I have dozens of SQL Servers, on many different versions. Many of them have an error in the SQL Server error log EVERY DAY at just about 2 am.

Login failed for user 'TheDomain\SQLServerAgentServiceAccount'

Some show this reason:

Reason: Token-based server access validation failed with an infrastructure error.  
Check for previous errors. [CLIENT: <local machine>]

Error: 18456, Severity: 14, State: 11.

The rest show this:

Reason: Could not find a login matching the name provided. [CLIENT: <local machine>]
Error: 18456, Severity: 14, State: 5.

Our network team doesn't see anything suspicious in this time frame. The second reason makes sense and is true – there ISN'T a matching login for the service account. I don't know why there would be an explicit one created for a service account.

What could the servers be trying to do at the same time every day? There are no Agent jobs, backups, maintenance plans, or any other known services that would do anything.

Best Answer

Using an Extended Events session I was able to track down the issue and see that it came from the syspolicy_purge_history job that SQL Server creates by default to clean up Policy Management records. Step 3 is "Erase Phantom System Health Records". This contains a PowerShell script that tries to connect to OTHER instances on the machine, causing the login failures. This is a known bug and only affects machines with more than 1 SQL Server instance. https://connect.microsoft.com/SQLServer/feedback/details/606801/syspolicy-purge-history-job. So when you see login failures on an instance, they are not that instance trying to connect to itself, but another instance on the same machine.

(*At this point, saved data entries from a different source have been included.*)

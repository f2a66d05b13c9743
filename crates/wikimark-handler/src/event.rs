//! # Lexer Events
//!
//! The handler never sees raw text. An external lexer scans the document and
//! reports every pattern it recognises as a [`LexEvent`]: the mode that
//! matched, the matched text, the [`LexerState`] and the byte position.
//!
//! ```text
//! "^ a ^\n| b |\n"
//!   table   Enter     "\n^"   0
//!   table   Matched   " "     2
//!   table   Unmatched "a"     3
//!   ...
//!   table   Exit      "\n"    12
//! ```
//!
//! Events arrive in document order. The lexer has no idea about nesting;
//! restoring structure is the job of the writer stack.

use std::fmt;

use serde::{Deserialize, Serialize};

/// The lexer state attached to every match.
#[derive(Debug, Clone, Copy, PartialEq, Eq, Hash, Serialize, Deserialize)]
#[serde(rename_all = "lowercase")]
pub enum LexerState {
    /// Opening delimiter of a mode.
    Enter,
    /// A delimiter recognised inside an open mode.
    Matched,
    /// Text between delimiters that no pattern claimed.
    Unmatched,
    /// Closing delimiter of a mode.
    Exit,
    /// A single-shot match (media, plugins) that opens and closes at once.
    Special,
}

impl LexerState {
    pub fn as_str(self) -> &'static str {
        match self {
            LexerState::Enter => "enter",
            LexerState::Matched => "matched",
            LexerState::Unmatched => "unmatched",
            LexerState::Exit => "exit",
            LexerState::Special => "special",
        }
    }
}

impl fmt::Display for LexerState {
    fn fmt(&self, f: &mut fmt::Formatter<'_>) -> fmt::Result {
        f.write_str(self.as_str())
    }
}

/// One match reported by the lexer.
#[derive(Debug, Clone, PartialEq, Eq, Serialize, Deserialize)]
pub struct LexEvent {
    /// Name of the mode that produced the match (`table`, `plugin_box`, ...).
    pub mode: String,
    /// The matched text.
    pub text: String,
    pub state: LexerState,
    /// Byte offset of the match in the source document.
    pub pos: usize,
}

impl LexEvent {
    pub fn new(
        mode: impl Into<String>,
        text: impl Into<String>,
        state: LexerState,
        pos: usize,
    ) -> Self {
        Self {
            mode: mode.into(),
            text: text.into(),
            state,
            pos,
        }
    }
}
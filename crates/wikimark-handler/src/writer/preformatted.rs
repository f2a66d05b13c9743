//! Indented code block rewrite: the block's lines are joined into a single
//! `preformatted` call.

use crate::{
    call::{Call, CallName},
    diagnostics::Diagnostics,
};

use super::{FrameKind, Rewriter};

/// Buffers one preformatted block.
#[derive(Debug, Default)]
pub struct PreformattedWriter {
    calls: Vec<Call>,
}

impl PreformattedWriter {
    pub fn new() -> Self {
        Self::default()
    }
}

impl Rewriter for PreformattedWriter {
    fn kind(&self) -> FrameKind {
        FrameKind::Preformatted
    }

    fn write_call(&mut self, call: Call) {
        self.calls.push(call);
    }

    fn last_pos(&self) -> Option<usize> {
        self.calls.last().map(Call::pos)
    }

    fn closing_call(&self, pos: usize) -> Call {
        Call::bare(CallName::PreformattedEnd, pos)
    }

    fn process(self: Box<Self>, _diagnostics: &mut Diagnostics) -> Vec<Call> {
        let mut out = Vec::new();
        let mut text = String::new();
        let mut start = self.calls.first().map_or(0, Call::pos);

        for call in self.calls {
            match call.name() {
                CallName::PreformattedStart => start = call.pos(),
                CallName::PreformattedNewline => text.push('\n'),
                CallName::PreformattedContent => text.push_str(call.text().unwrap_or_default()),
                CallName::PreformattedEnd => {
                    if !text.trim().is_empty() {
                        out.push(Call::new(
                            CallName::Preformatted,
                            vec![std::mem::take(&mut text).into()],
                            start,
                        ));
                    }
                    text.clear();
                    // Paragraph detection downstream needs the block to end a line twice
                    out.push(Call::bare(CallName::Eol, start));
                    out.push(Call::bare(CallName::Eol, start));
                }
                _ => out.push(call),
            }
        }
        out
    }

    fn into_calls(self: Box<Self>) -> Vec<Call> {
        self.calls
    }
}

The link here explains further and the code below will update the job step to connect to only the instance the job is running on.

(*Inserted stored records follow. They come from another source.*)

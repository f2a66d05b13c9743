//! # Media Parameters
//!
//! Decodes the media mini-language:
//!
//! ```text
//! {{ wiki:image.png?200x100&nolink |Caption}}
//!   ^                              ^
//!   leading space: right           trailing space: left (both: center)
//! ```
//!
//! Everything after the last `?` is the parameter string. Parameters are
//! order independent and matched by keyword; anything unrecognised is
//! ignored and leaves the field at its default.
//!
//! [`MediaParams`] displays as canonical markup, and decoding that markup
//! gives back the same record.

use std::{fmt, sync::OnceLock};

use regex::Regex;
use serde::Serialize;

use crate::{
    call::{CallName, Value},
    reference::ReferenceClassifier,
};

#[derive(Debug, Clone, Copy, PartialEq, Eq, Serialize)]
#[serde(rename_all = "lowercase")]
pub enum MediaKind {
    Internal,
    External,
}

#[derive(Debug, Clone, Copy, PartialEq, Eq, Serialize)]
#[serde(rename_all = "lowercase")]
pub enum Alignment {
    Left,
    Right,
    Center,
}

impl Alignment {
    pub fn as_str(self) -> &'static str {
        match self {
            Alignment::Left => "left",
            Alignment::Right => "right",
            Alignment::Center => "center",
        }
    }
}

/// What clicking the media does.
#[derive(Debug, Clone, Copy, Default, PartialEq, Eq, Serialize)]
#[serde(rename_all = "lowercase")]
pub enum Linking {
    /// Link to the media detail page.
    #[default]
    Details,
    Nolink,
    Direct,
    /// Render a link instead of the media.
    Linkonly,
}

impl Linking {
    pub fn as_str(self) -> &'static str {
        match self {
            Linking::Details => "details",
            Linking::Nolink => "nolink",
            Linking::Direct => "direct",
            Linking::Linkonly => "linkonly",
        }
    }
}

#[derive(Debug, Clone, Copy, Default, PartialEq, Eq, Serialize)]
#[serde(rename_all = "lowercase")]
pub enum Cache {
    #[default]
    Cache,
    Nocache,
    Recache,
}

impl Cache {
    pub fn as_str(self) -> &'static str {
        match self {
            Cache::Cache => "cache",
            Cache::Nocache => "nocache",
            Cache::Recache => "recache",
        }
    }
}

#[derive(Debug, Clone, PartialEq, Eq, Serialize)]
pub struct MediaParams {
    pub kind: MediaKind,
    pub source: String,
    pub title: Option<String>,
    pub align: Option<Alignment>,
    pub width: Option<usize>,
    pub height: Option<usize>,
    pub linking: Linking,
    pub cache: Cache,
}

impl MediaParams {
    pub fn call_name(&self) -> CallName {
        match self.kind {
            MediaKind::Internal => CallName::InternalMedia,
            MediaKind::External => CallName::ExternalMedia,
        }
    }

    /// Call arguments: source, title, align, width, height, cache, linking.
    pub fn into_args(self) -> Vec<Value> {
        vec![
            self.source.into(),
            self.title.into(),
            self.align.map(Alignment::as_str).into(),
            self.width.into(),
            self.height.into(),
            self.cache.as_str().into(),
            self.linking.as_str().into(),
        ]
    }
}

impl fmt::Display for MediaParams {
    fn fmt(&self, f: &mut fmt::Formatter<'_>) -> fmt::Result {
        let (lead, trail) = match self.align {
            Some(Alignment::Right) => (" ", ""),
            Some(Alignment::Left) => ("", " "),
            Some(Alignment::Center) => (" ", " "),
            None => ("", ""),
        };

        let mut params = Vec::new();
        match (self.width, self.height) {
            (Some(w), Some(h)) => params.push(format!("{w}x{h}")),
            (Some(w), None) => params.push(w.to_string()),
            (None, Some(h)) => params.push(format!("0x{h}")),
            (None, None) => {}
        }
        if self.linking != Linking::Details {
            params.push(self.linking.as_str().to_string());
        }
        if self.cache != Cache::Cache {
            params.push(self.cache.as_str().to_string());
        }

        write!(f, "{{{{{lead}{}", self.source)?;
        // Keeps a `?` or trailing whitespace in the source from being re-read,
        // and an empty source from turning one alignment space into center
        if !params.is_empty()
            || self.source.contains('?')
            || self.source.ends_with(char::is_whitespace)
            || (self.source.is_empty() && self.align.is_some())
        {
            write!(f, "?{}", params.join("&"))?;
        }
        f.write_str(trail)?;
        if let Some(title) = &self.title {
            write!(f, "|{title}")?;
        }
        f.write_str("}}")
    }
}

fn size_pattern() -> &'static Regex {
    static SIZE: OnceLock<Regex> = OnceLock::new();
    SIZE.get_or_init(|| Regex::new(r"(?i)(\d+)(x(\d+))?").expect("size pattern is valid"))
}

fn cache_pattern() -> &'static Regex {
    static CACHE: OnceLock<Regex> = OnceLock::new();
    CACHE.get_or_init(|| Regex::new(r"(?i)(nocache|recache)").expect("cache pattern is valid"))
}

/// A positive dimension. Zero, and digits too long for `usize`, are no
/// dimension.
fn dimension(digits: Option<regex::Match<'_>>) -> Option<usize> {
    digits
        .and_then(|m| m.as_str().parse::<usize>().ok())
        .filter(|&n| n > 0)
}

/// Decode a complete media match such as `{{ image.png?200|Title}}`.
pub fn decode_media_params(raw: &str, classifier: &dyn ReferenceClassifier) -> MediaParams {
    let inner = raw.strip_prefix("{{").unwrap_or(raw);
    let inner = inner.strip_suffix("}}").unwrap_or(inner);

    let (link, title) = match inner.split_once('|') {
        Some((link, title)) => (link, Some(title.to_string())),
        None => (inner, None),
    };

    let align = match (link.starts_with(' '), link.ends_with(' ')) {
        (true, true) => Some(Alignment::Center),
        (true, false) => Some(Alignment::Right),
        (false, true) => Some(Alignment::Left),
        (false, false) => None,
    };

    let link = link.trim();
    let (source, params) = link.rsplit_once('?').unwrap_or((link, ""));

    let (width, height) = match size_pattern().captures(params) {
        Some(caps) => (dimension(caps.get(1)), dimension(caps.get(3))),
        None => (None, None),
    };

    let lower = params.to_ascii_lowercase();
    let linking = if lower.contains("nolink") {
        Linking::Nolink
    } else if lower.contains("direct") {
        Linking::Direct
    } else if lower.contains("linkonly") {
        Linking::Linkonly
    } else {
        Linking::Details
    };

    let cache = match cache_pattern().find(params) {
        Some(m) if m.as_str().eq_ignore_ascii_case("nocache") => Cache::Nocache,
        Some(_) => Cache::Recache,
        None => Cache::Cache,
    };

    let kind = if classifier.is_external(source) || classifier.is_interwiki(source) {
        MediaKind::External
    } else {
        MediaKind::Internal
    };

    MediaParams {
        kind,
        source: source.to_string(),
        title,
        align,
        width,
        height,
        linking,
        cache,
    }
}

#[cfg(test)]
mod tests {
    use super::*;
    use crate::reference::DefaultClassifier;
    use pretty_assertions::assert_eq;
    use rstest::rstest;

    fn decode(raw: &str) -> MediaParams {
        decode_media_params(raw, &DefaultClassifier::default())
    }

    #[test]
    fn decodes_the_full_form() {
        let params = decode("{{ wiki:image.png?200x100&nolink|My title}}");

        assert_eq!(
            params,
            MediaParams {
                kind: MediaKind::Internal,
                source: "wiki:image.png".into(),
                title: Some("My title".into()),
                align: Some(Alignment::Right),
                width: Some(200),
                height: Some(100),
                linking: Linking::Nolink,
                cache: Cache::Cache,
            }
        );
    }

    #[rstest]
    #[case("{{a.png}}", None)]
    #[case("{{ a.png}}", Some(Alignment::Right))]
    #[case("{{a.png }}", Some(Alignment::Left))]
    #[case("{{ a.png }}", Some(Alignment::Center))]
    #[case("{{ a.png |title }}", Some(Alignment::Center))]
    #[case("{{a.png| title}}", None)]
    fn spaces_set_alignment(#[case] raw: &str, #[case] align: Option<Alignment>) {
        let params = decode(raw);

        assert_eq!(params.align, align);
        assert_eq!(params.source, "a.png");
    }

    #[rstest]
    #[case("200x100", Some(200), Some(100))]
    #[case("200X100", Some(200), Some(100))]
    #[case("200", Some(200), None)]
    #[case("direct&50", Some(50), None)]
    #[case("0x40", None, Some(40))]
    #[case("4294967296", Some(4_294_967_296), None)]
    #[case("99999999999999999999999", None, None)]
    #[case("nolink", None, None)]
    #[case("", None, None)]
    fn size_from_parameters(
        #[case] param: &str,
        #[case] width: Option<usize>,
        #[case] height: Option<usize>,
    ) {
        let params = decode(&format!("{{{{a.png?{param}}}}}"));

        assert_eq!((params.width, params.height), (width, height));
    }

    #[rstest]
    #[case("direct&nolink", Linking::Nolink)]
    #[case("linkonly&direct", Linking::Direct)]
    #[case("LINKONLY", Linking::Linkonly)]
    #[case("100", Linking::Details)]
    fn linking_priority(#[case] param: &str, #[case] linking: Linking) {
        assert_eq!(decode(&format!("{{{{a.png?{param}}}}}")).linking, linking);
    }

    #[rstest]
    #[case("recache&nocache", Cache::Recache)]
    #[case("nocache&recache", Cache::Nocache)]
    #[case("NoCache", Cache::Nocache)]
    #[case("cache", Cache::Cache)]
    fn first_cache_keyword_wins(#[case] param: &str, #[case] cache: Cache) {
        assert_eq!(decode(&format!("{{{{a.png?{param}}}}}")).cache, cache);
    }

    #[test]
    fn source_keeps_its_own_question_marks() {
        let params = decode("{{https://example.com/img?id=4?300}}");

        assert_eq!(params.source, "https://example.com/img?id=4");
        assert_eq!(params.width, Some(300));
        assert_eq!(params.kind, MediaKind::External);
    }

    #[test]
    fn interwiki_source_is_external() {
        assert_eq!(decode("{{wp>Logo.png}}").kind, MediaKind::External);
    }

    #[test]
    fn title_may_contain_pipes() {
        assert_eq!(decode("{{a.png|one|two}}").title.as_deref(), Some("one|two"));
    }

    #[rstest]
    #[case("{{ wiki:image.png?200x100&nolink|My title}}")]
    #[case("{{a.png}}")]
    #[case("{{ a.png?linkonly&recache }}")]
    #[case("{{https://example.com/img?id=4}}")]
    #[case("{{a.png?direct&0x40|}}")]
    #[case("{{  weird .png ?junk&NOCACHE|t}}")]
    #[case("{{a.png ?}}")]
    #[case("{{ }}")]
    #[case("{{? }}")]
    #[case("{{ ?}}")]
    #[case("{{?é }}")]
    fn canonical_form_decodes_to_the_same_record(#[case] raw: &str) {
        let first = decode(raw);
        let second = decode(&first.to_string());

        assert_eq!(first, second);
    }

    #[test]
    fn canonical_form_orders_parameters() {
        let params = decode("{{ a.png?nocache&linkonly&20x30 |Cap}}");

        assert_eq!(params.to_string(), "{{ a.png?20x30&linkonly&nocache |Cap}}");
    }

    #[rstest]
    #[case("{{? }}", Some(Alignment::Left), "{{? }}")]
    #[case("{{ ?}}", Some(Alignment::Right), "{{ ?}}")]
    #[case("{{  }}", Some(Alignment::Center), "{{ ? }}")]
    fn empty_source_keeps_its_alignment(
        #[case] raw: &str,
        #[case] align: Option<Alignment>,
        #[case] canonical: &str,
    ) {
        let params = decode(raw);

        assert_eq!(params.source, "");
        assert_eq!(params.align, align);
        assert_eq!(params.to_string(), canonical);
    }

    #[test]
    fn call_arguments() {
        let params = decode("{{a.png?20|t}}");

        assert_eq!(params.call_name(), CallName::InternalMedia);
        assert_eq!(
            params.into_args(),
            vec![
                Value::from("a.png"),
                Value::from("t"),
                Value::Null,
                Value::Int(20),
                Value::Null,
                Value::from("cache"),
                Value::from("details"),
            ]
        );
    }
}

https://www.codykonior.com/2015/05/31/login-errors-with-syspolicy-purge-history/

Exec msdb.dbo.sp_update_jobstep @job_name = 'syspolicy_purge_history', @step_name = 'Erase Phantom System Health Records.', @step_id = 3, @command=N'$applicationName = "SQLPS ($env:USERNAME@$env:COMPUTERNAME)" $SQLServerConnection = New-Object System.Data.SqlClient.SqlConnection $SQLServerConnection.ConnectionString = "Data Source=$(ESCAPE_NONE(SRVR));Initial Catalog=master;Integrated Security=SSPI;Application Name=$applicationName" $PolicyStoreConnection = New-Object Microsoft.SqlServer.Management.Sdk.Sfc.SqlStoreConnection($SQLServerConnection) $PolicyStore = New-Object Microsoft.SqlServer.Management.Dmf.PolicyStore ($PolicyStoreConnection) $PolicyStore.EraseSystemHealthPhantomRecords() '

OR, copy and paste the below into the job step:

$applicationName = "SQLPS ($env:USERNAME@$env:COMPUTERNAME)"
$SQLServerConnection = New-Object System.Data.SqlClient.SqlConnection
$SQLServerConnection.ConnectionString = "Data Source=$(ESCAPE_NONE(SRVR));Initial Catalog=master;Integrated Security=SSPI;Application Name=$applicationName"
$PolicyStoreConnection = New-Object Microsoft.SqlServer.Management.Sdk.Sfc.SqlStoreConnection($SQLServerConnection)
$PolicyStore = New-Object Microsoft.SqlServer.Management.Dmf.PolicyStore ($PolicyStoreConnection)
$PolicyStore.EraseSystemHealthPhantomRecords()